- **EXERCISE DIRECTIONS**
Whenever "crate" appears in a line, please copy that line from the data.

- **PROVIDED INFORMATION**
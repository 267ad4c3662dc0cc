//! Option structs for every component.
//!
//! Durations are expressed in milliseconds so the structs can be loaded
//! straight from JSON; the accessor methods hand out [`Duration`]s.

use crate::types::constants::*;
use crate::types::{MonitorError, Result};
use serde::{Deserialize, Serialize};
use std::time::Duration;
use url::Url;

/// Channel lifecycle options: endpoint, backoff and heartbeat.
#[derive(Debug, Clone, PartialEq, Serialize, Deserialize)]
#[serde(default)]
pub struct ChannelConfig {
    /// WebSocket endpoint (`ws://` or `wss://`)
    pub endpoint: String,
    pub initial_backoff_ms: u64,
    pub max_backoff_ms: u64,
    pub backoff_multiplier: f64,
    pub max_reconnect_attempts: u32,
    pub heartbeat_interval_ms: u64,
    pub heartbeat_timeout_ms: u64,
}

impl ChannelConfig {
    pub fn new(endpoint: impl Into<String>) -> Self {
        Self {
            endpoint: endpoint.into(),
            ..Default::default()
        }
    }

    pub fn initial_backoff(&self) -> Duration {
        Duration::from_millis(self.initial_backoff_ms)
    }

    pub fn max_backoff(&self) -> Duration {
        Duration::from_millis(self.max_backoff_ms)
    }

    pub fn heartbeat_interval(&self) -> Duration {
        Duration::from_millis(self.heartbeat_interval_ms)
    }

    pub fn heartbeat_timeout(&self) -> Duration {
        Duration::from_millis(self.heartbeat_timeout_ms)
    }

    pub fn validate(&self) -> Result<()> {
        let url = Url::parse(&self.endpoint)?;
        if !matches!(url.scheme(), "ws" | "wss") {
            return Err(MonitorError::Config(format!(
                "endpoint must use ws:// or wss://, got '{}'",
                url.scheme()
            )));
        }
        if self.initial_backoff_ms == 0 {
            return Err(MonitorError::Config(
                "initial backoff must be non-zero".to_string(),
            ));
        }
        if self.max_backoff_ms < self.initial_backoff_ms {
            return Err(MonitorError::Config(
                "max backoff must not be below the initial backoff".to_string(),
            ));
        }
        if !self.backoff_multiplier.is_finite() || self.backoff_multiplier < 1.0 {
            return Err(MonitorError::Config(format!(
                "backoff multiplier must be >= 1.0, got {}",
                self.backoff_multiplier
            )));
        }
        if self.max_reconnect_attempts == 0 {
            return Err(MonitorError::Config(
                "max reconnect attempts must be at least 1".to_string(),
            ));
        }
        if self.heartbeat_interval_ms == 0 || self.heartbeat_timeout_ms == 0 {
            return Err(MonitorError::Config(
                "heartbeat interval and timeout must be non-zero".to_string(),
            ));
        }
        if self.heartbeat_timeout_ms >= self.heartbeat_interval_ms {
            return Err(MonitorError::Config(
                "heartbeat timeout must be shorter than the heartbeat interval".to_string(),
            ));
        }
        Ok(())
    }
}

impl Default for ChannelConfig {
    fn default() -> Self {
        Self {
            endpoint: String::new(),
            initial_backoff_ms: DEFAULT_INITIAL_BACKOFF_MS,
            max_backoff_ms: DEFAULT_MAX_BACKOFF_MS,
            backoff_multiplier: DEFAULT_BACKOFF_MULTIPLIER,
            max_reconnect_attempts: DEFAULT_MAX_RECONNECT_ATTEMPTS,
            heartbeat_interval_ms: DEFAULT_HEARTBEAT_INTERVAL_MS,
            heartbeat_timeout_ms: DEFAULT_HEARTBEAT_TIMEOUT_MS,
        }
    }
}

#[derive(Debug, Clone, PartialEq, Serialize, Deserialize)]
#[serde(default)]
pub struct NotificationConfig {
    /// Maximum number of notifications kept visible at once
    pub max_notifications: usize,
    /// How long each notification stays visible
    pub display_duration_ms: u64,
}

impl NotificationConfig {
    pub fn display_duration(&self) -> Duration {
        Duration::from_millis(self.display_duration_ms)
    }

    pub fn validate(&self) -> Result<()> {
        if self.max_notifications == 0 {
            return Err(MonitorError::Config(
                "notification cap must be at least 1".to_string(),
            ));
        }
        if self.display_duration_ms == 0 {
            return Err(MonitorError::Config(
                "notification display duration must be non-zero".to_string(),
            ));
        }
        Ok(())
    }
}

impl Default for NotificationConfig {
    fn default() -> Self {
        Self {
            max_notifications: DEFAULT_MAX_NOTIFICATIONS,
            display_duration_ms: DEFAULT_NOTIFICATION_DURATION_MS,
        }
    }
}

#[derive(Debug, Clone, PartialEq, Serialize, Deserialize)]
#[serde(default)]
pub struct LogPollerConfig {
    /// HTTP(S) URL of the log resource; polling is disabled when `None`
    pub url: Option<String>,
    pub poll_interval_ms: u64,
    /// Entry count requested from the server (`limit` query parameter)
    pub entry_cap: usize,
}

impl LogPollerConfig {
    pub fn poll_interval(&self) -> Duration {
        Duration::from_millis(self.poll_interval_ms)
    }

    pub fn validate(&self) -> Result<()> {
        if let Some(url) = &self.url {
            let url = Url::parse(url)?;
            if !matches!(url.scheme(), "http" | "https") {
                return Err(MonitorError::Config(format!(
                    "log url must use http:// or https://, got '{}'",
                    url.scheme()
                )));
            }
        }
        if self.poll_interval_ms == 0 {
            return Err(MonitorError::Config(
                "log poll interval must be non-zero".to_string(),
            ));
        }
        if self.entry_cap == 0 {
            return Err(MonitorError::Config(
                "log entry cap must be at least 1".to_string(),
            ));
        }
        Ok(())
    }
}

impl Default for LogPollerConfig {
    fn default() -> Self {
        Self {
            url: None,
            poll_interval_ms: DEFAULT_LOG_POLL_INTERVAL_MS,
            entry_cap: DEFAULT_LOG_ENTRY_CAP,
        }
    }
}

/// Everything a [`SignalMonitor`](crate::SignalMonitor) needs.
#[derive(Debug, Clone, Default, PartialEq, Serialize, Deserialize)]
#[serde(default)]
pub struct MonitorOptions {
    pub channel: ChannelConfig,
    pub notifications: NotificationConfig,
    pub logs: LogPollerConfig,
}

impl MonitorOptions {
    pub fn new(endpoint: impl Into<String>) -> Self {
        Self {
            channel: ChannelConfig::new(endpoint),
            ..Default::default()
        }
    }

    /// Parses options from a JSON document; missing fields take their defaults.
    pub fn from_json(json: &str) -> Result<Self> {
        Ok(serde_json::from_str(json)?)
    }

    pub fn validate(&self) -> Result<()> {
        self.channel.validate()?;
        self.notifications.validate()?;
        self.logs.validate()
    }
}

#[cfg(test)]
mod tests {
    use super::*;

    #[test]
    fn test_defaults_are_valid() {
        let options = MonitorOptions::new("ws://localhost:8080/signals");
        assert!(options.validate().is_ok());
        assert_eq!(options.channel.initial_backoff(), Duration::from_millis(1000));
        assert_eq!(options.channel.max_backoff(), Duration::from_millis(30000));
        assert_eq!(options.channel.backoff_multiplier, 1.5);
        assert_eq!(options.channel.max_reconnect_attempts, 10);
        assert_eq!(options.logs.poll_interval(), Duration::from_secs(60));
    }

    #[test]
    fn test_rejects_non_websocket_endpoint() {
        let options = MonitorOptions::new("http://localhost:8080/signals");
        assert!(matches!(options.validate(), Err(MonitorError::Config(_))));

        let options = MonitorOptions::new("not a url");
        assert!(matches!(options.validate(), Err(MonitorError::UrlParse(_))));
    }

    #[test]
    fn test_rejects_inconsistent_heartbeat() {
        let mut options = MonitorOptions::new("ws://localhost:8080/signals");
        options.channel.heartbeat_timeout_ms = options.channel.heartbeat_interval_ms;
        assert!(matches!(options.validate(), Err(MonitorError::Config(_))));
    }

    #[test]
    fn test_rejects_shrinking_multiplier() {
        let mut options = MonitorOptions::new("ws://localhost:8080/signals");
        options.channel.backoff_multiplier = 0.5;
        assert!(matches!(options.validate(), Err(MonitorError::Config(_))));
    }

    #[test]
    fn test_from_json_fills_defaults() {
        let options = MonitorOptions::from_json(
            r#"{
                "channel": { "endpoint": "wss://plant.example/ws", "max_reconnect_attempts": 3 },
                "logs": { "url": "https://plant.example/api/logs", "entry_cap": 50 }
            }"#,
        )
        .unwrap();

        assert_eq!(options.channel.endpoint, "wss://plant.example/ws");
        assert_eq!(options.channel.max_reconnect_attempts, 3);
        assert_eq!(options.channel.heartbeat_timeout_ms, 5000);
        assert_eq!(options.logs.entry_cap, 50);
        assert_eq!(options.notifications, NotificationConfig::default());
        assert!(options.validate().is_ok());
    }

    #[test]
    fn test_rejects_non_http_log_url() {
        let mut options = MonitorOptions::new("ws://localhost:8080/signals");
        options.logs.url = Some("ftp://localhost/logs".to_string());
        assert!(matches!(options.validate(), Err(MonitorError::Config(_))));
    }
}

- **TASK ANSWER**
use crate::types::constants::*;
use crate::types::{MonitorError, Result};
/// Everything a [`SignalMonitor`](crate::SignalMonitor) needs.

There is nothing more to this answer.